Special prosecutor opens investigations into banking and financial sector crisis
Special Prosecutor, Kissi Agyebeng, has opened investigations into institutions accused of corruption-related offenses during the banking and financial sector crisis.
The investigations target officials of the Bank of Ghana, banks, specialized depository institutions and financial holding companies whose actions allegedly led to the collapse of some banks and financial institutions following the cleanup of the financial sector in the country .
In a press release previewed by MyJoyOnline, Mr. Agyebeng noted that: “The Special Prosecutor’s Office (SPO) has opened extensive investigations into the banking and financial sector crisis which precipitated the collapse of some banks and financial institutions. and financial sector clean-up and recapitalization reforms.
To bolster investigations, the OSP has urged members of the general public with knowledge of any corrupt activity carried out by any of the defendants to file complaints.
According to the special prosecutor, “all necessary and reasonable measures must be taken to protect the safety and well-being of all informants, whistleblowers and witnesses”.
In the meantime, the Office of the Special Prosecutor has given assurances that any individual or institution found to be complicit will be arrested and prosecuted.
Financial sector consolidation
In 2017, the government led by Akufo-Addo implemented the Financial Sector Cleanup Initiative to prevent the financial sector from collapsing.

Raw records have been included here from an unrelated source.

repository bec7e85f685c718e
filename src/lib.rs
pub mod app;
pub mod crypto;
pub mod domain;
pub mod infra;
pub mod storage;
pub mod transport;

// Convenience re-exports (keeps call-sites clean)
pub use app::{LedgerClient, LedgerDispatcher, Orchestrator};
pub use crypto::hashing::{hash_bytes, hash_file, DocumentDigest};
pub use domain::{EventKind, EventRecord, NewEvent, Session};
pub use infra::ethereum;
pub use storage::ledger::{LedgerStore, MemoryLedgerStore, PostgresLedgerStore};
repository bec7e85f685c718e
pub mod http;
use crate::storage::ledger::DEFAULT_LIST_LIMIT;
use crate::transport::http::types::{error_body, AppState};
use axum::extract::State;
use axum::http::StatusCode;
use axum::response::IntoResponse;
use axum::Json;
use tracing::error;

#[utoipa::path(
    get,
    path = "/logs",
    responses(
        (status = 200, description = "Up to 100 most recent records, newest first", body = Vec<crate::domain::EventRecord>),
        (status = 500, description = "Store failure", body = crate::transport::http::types::ErrorResponse)
    )
)]
pub async fn list_logs_handler(State(state): State<AppState>) -> impl IntoResponse {
    match state.store.list_recent(DEFAULT_LIST_LIMIT).await {
        Ok(records) => (StatusCode::OK, Json(records)).into_response(),
        Err(e) => {
            error!(error = %e, "ledger fetch failed");
            error_body(StatusCode::INTERNAL_SERVER_ERROR, e.to_string()).into_response()
        }
    }
}
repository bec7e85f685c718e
//! Upload / verify sequencing: hash → contract call → ledger record.

use std::path::{Path, PathBuf};
use std::sync::Arc;

use chrono::Utc;
use tokio::sync::Mutex;
use tracing::{info, warn};

use crate::app::ledger_client::EventSink;
use crate::crypto::hashing::{hash_file, DocumentDigest};
use crate::domain::{EventKind, NewEvent, Session};
use crate::infra::error::{ActionError, GatewayError, HashError};
use crate::infra::ethereum::{ContractGateway, ReadMethod, WriteMethod};

/// Marker prepended to digests before they reach the contract and the ledger.
pub const HASH_PREFIX: &str = "0x";

pub fn prefixed(digest: &DocumentDigest) -> String {
    format!("{}{}", HASH_PREFIX, digest.to_hex())
}

#[derive(Debug, Clone, PartialEq, Eq)]
pub struct Uploaded {
    pub document_hash: String,
    pub transaction_hash: String,
}

#[derive(Debug, Clone, PartialEq, Eq)]
pub struct Verification {
    pub document_hash: String,
    pub exists: bool,
}

/// User-visible status line for an upload attempt.
pub fn upload_status(result: &Result<Uploaded, ActionError>) -> String {
    match result {
        Ok(_) => "Document hash uploaded successfully!".to_string(),
        Err(e) if e.is_precondition() => e.to_string(),
        Err(e) => format!("Upload failed or hash exists: {}", e),
    }
}

/// User-visible status line for a verify attempt.
pub fn verify_status(result: &Result<Verification, ActionError>) -> String {
    match result {
        Ok(v) if v.exists => "Verified".to_string(),
        Ok(_) => "Not Verified".to_string(),
        Err(e) if e.is_precondition() => e.to_string(),
        Err(e) => format!("Verification failed: {}", e),
    }
}

fn failure_message(err: &ActionError) -> String {
    let msg = err.to_string();
    if msg.trim().is_empty() {
        "unknown error".to_string()
    } else {
        msg
    }
}

async fn hash_in_background(path: PathBuf) -> Result<DocumentDigest, HashError> {
    tokio::task::spawn_blocking(move || hash_file(&path))
        .await
        .map_err(|e| HashError::Digest(format!("hashing task failed: {}", e)))?
}

/// Holds the wallet session and runs one action at a time against it.
///
/// The session lock is held for the whole action, so wallet interactions never overlap.
pub struct Orchestrator {
    gateway: Arc<dyn ContractGateway>,
    sink: Arc<dyn EventSink>,
    session: Mutex<Option<Session>>,
}

impl Orchestrator {
    pub fn new(gateway: Arc<dyn ContractGateway>, sink: Arc<dyn EventSink>) -> Self {
        Self {
            gateway,
            sink,
            session: Mutex::new(None),
        }
    }

    /// Establishes a new session, replacing any previous one.
    ///
    /// On failure the previous session is discarded as well.
    pub async fn connect(&self) -> Result<Session, GatewayError> {
        let mut guard = self.session.lock().await;
        *guard = None;
        let session = self.gateway.connect().await?;
        *guard = Some(session.clone());
        Ok(session)
    }

    pub async fn disconnect(&self) {
        self.session.lock().await.take();
    }

    pub async fn session(&self) -> Option<Session> {
        self.session.lock().await.clone()
    }

    pub async fn upload(&self, file: Option<&Path>) -> Result<Uploaded, ActionError> {
        let guard = self.session.lock().await;
        let session = guard.as_ref().ok_or(ActionError::NotConnected)?;
        let file = file.ok_or(ActionError::NoFileSelected("upload"))?;
        let account = session.account_hex();

        let result = self.try_upload(session, file).await;
        let event = match &result {
            Ok(uploaded) => {
                info!(document = %uploaded.document_hash, tx = %uploaded.transaction_hash, "document uploaded");
                NewEvent::new(EventKind::Upload)
                    .document_hash(uploaded.document_hash.clone())
                    .transaction_hash(uploaded.transaction_hash.clone())
                    .verified(true)
            }
            Err(e) => {
                warn!(error = %e, "upload failed");
                NewEvent::new(EventKind::UploadFailed)
                    .error_msg(failure_message(e))
                    .verified(false)
            }
        };
        self.sink.submit(event.user_address(account).timestamp(Utc::now()));
        result
    }

    async fn try_upload(&self, session: &Session, file: &Path) -> Result<Uploaded, ActionError> {
        let digest = hash_in_background(file.to_path_buf()).await?;
        let receipt = self
            .gateway
            .submit_write(session, WriteMethod::UploadDocument(digest), session.account)
            .await?;
        Ok(Uploaded {
            document_hash: prefixed(&digest),
            transaction_hash: receipt.transaction_hash,
        })
    }

    pub async fn verify(&self, file: Option<&Path>) -> Result<Verification, ActionError> {
        let guard = self.session.lock().await;
        let session = guard.as_ref().ok_or(ActionError::NotConnected)?;
        let file = file.ok_or(ActionError::NoFileSelected("verify"))?;
        let account = session.account_hex();

        let result = self.try_verify(session, file).await;
        let event = match &result {
            Ok(v) => {
                info!(document = %v.document_hash, exists = v.exists, "document checked");
                NewEvent::new(EventKind::Verify)
                    .document_hash(v.document_hash.clone())
                    .verified(v.exists)
            }
            Err(e) => {
                warn!(error = %e, "verify failed");
                NewEvent::new(EventKind::VerifyFailed)
                    .error_msg(failure_message(e))
                    .verified(false)
            }
        };
        self.sink.submit(event.user_address(account).timestamp(Utc::now()));
        result
    }

    async fn try_verify(&self, session: &Session, file: &Path) -> Result<Verification, ActionError> {
        let digest = hash_in_background(file.to_path_buf()).await?;
        let exists = self
            .gateway
            .submit_read(session, ReadMethod::VerifyDocument(digest))
            .await?;
        Ok(Verification {
            document_hash: prefixed(&digest),
            exists,
        })
    }
}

This follows an asset quality review in 2015 and 2016 by the Bank of Ghana. The report noted that there were serious solvency, liquidity and asset quality problems in the country’s banking sector.
According to reports, around nine banks, 23 savings and loan companies, 386 microfinance companies and 53 fund management institutions have gone bankrupt.
Many employees have lost their jobs due to the cleaning up of the financial sector.
Vice President Dr Mahamudu Bawumia justified the government’s actions, insisting that the decision to clean up the banking sector was painful but very necessary.
The Vice President, speaking at the 11th Quadrennial Industrial and Commercial Workers Union Delegates Conference at the University of Professional Studies, Accra (UPSA) held on last year likened the problem to throat cancer which had to be cut out to prevent further spread of the cancerous cells.
“We had a situation where you had cancer and it’s in your throat and if you don’t cut it it will spread and we had to cut it. “Ultimately, we saved the banking system and the financial system as a whole and preserved the hard-earned lifetime investments of 4.6 million depositors, many of whom are workers.
We would have had a collapse and this economy would not have recovered so easily if everyone had lost their savings in the bank,” he said.